Jesus unites all of us into God’s people. “He is before all things, and in him all things hold together…. Through him God was pleased to reconcile to himself all things, whether on earth or in heaven, making peace by the blood of his cross” (Col 1:17,19-20). Jesus unites all of mankind, especially sinners who can say, “Jesus, remember me when you come in your kingly power” (Luke 23:42).
Jesus shepherds the nation. All of us who are in Christ (who are anointed with the Holy Spirit), all of us are “a chosen race, a royal priesthood, a holy nation, God’s own people…. Once you were no people but now you are God’s people; once you had not received mercy but now you have received mercy” (1 Pet 2:9-10), in the words of St. Peter. Like David, Jesus is our shepherd because he leads us out and brings us in: out into battle against evil, sin, death; back into eternal life. Jesus is our leader: “he is the beginning, the first-born from the dead” (Col 1:18), who has overcome for us both sin and death and makes a covenant of faith with us.
Jesus is the redeemer of Israel: the new Israel washed clean of sin in the blood of his cross, delivered from the dominion of darkness and into the inheritance of the saints in light (cf. Col 1:12-13). “In him we have redemption, that is, the forgiveness of sins” (Col 1:14), the conquest of our enemy. We are secure and have inner peace because he is protecting us from the ultimate danger – which is not nuclear holocaust but eternal death. He assures us who bow before his throne that we will be with him in paradise.

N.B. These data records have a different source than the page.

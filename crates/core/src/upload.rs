use std::str::Utf8Error;

/// Supported uploaded-file kinds, decided by filename suffix alone.
///
/// Matching is a case-sensitive suffix check -- no content sniffing. A
/// renamed file with the wrong bytes inside gets past this and fails (or
/// confuses the model) later.
#[derive(Debug, Clone, Copy, PartialEq, Eq)]
pub enum FileKind {
    Pdf,
    Text,
}

impl FileKind {
    /// Classify a filename, or `None` when the suffix is unsupported.
    pub fn from_name(name: &str) -> Option<FileKind> {
        if name.ends_with(".pdf") {
            Some(FileKind::Pdf)
        } else if name.ends_with(".txt") {
            Some(FileKind::Text)
        } else {
            None
        }
    }
}

/// Decode the bytes of a `.txt` upload as UTF-8.
pub fn decode_text(bytes: &[u8]) -> Result<String, Utf8Error> {
    std::str::from_utf8(bytes).map(str::to_owned)
}

/// True when extracted text carries no content worth classifying.
pub fn is_blank(text: &str) -> bool {
    text.trim().is_empty()
}
//! Core library for scamlens
//!
//! This crate implements the **Functional Core** of the scamlens application,
//! following the Functional Core - Imperative Shell architectural pattern.
//!
//! Everything here is a pure transformation: prompt construction, model-reply
//! normalization, upload filename classification, UTF-8 decoding, and URL
//! format validation. No I/O, no clocks, no external state -- the `scamlens`
//! binary crate (the Imperative Shell) owns the web server, the file bytes,
//! and the calls to the generative model.
//!
//! # Module Organization
//!
//! - [`prompt`]: the two fixed instruction templates sent to the model
//! - [`reply`]: normalization of the model's free-text replies for display
//! - [`upload`]: uploaded-file kind detection and text decoding
//! - [`url`]: URL format validation for the URL-classification flow
//! - [`view`]: the page view model handed to the template renderer
//!
//! Each module carries fixture-based unit tests; nothing in this crate
//! requires mocking to test.

pub mod prompt;
pub mod reply;
pub mod upload;
pub mod url;
pub mod view;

Jesus Christ is our king. He still unites us, shepherds us, redeems us. He calls us into his one body, which is the Church. He reconciles us to his Father and to one another by forgiving our sins and leading us to forgive. He gives us his sacraments. He nourishes us with his Word and with the teaching of the Church. He has given his Holy Spirit to dwell in our hearts. He has destined us to share in his heavenly kingdom forever and ever.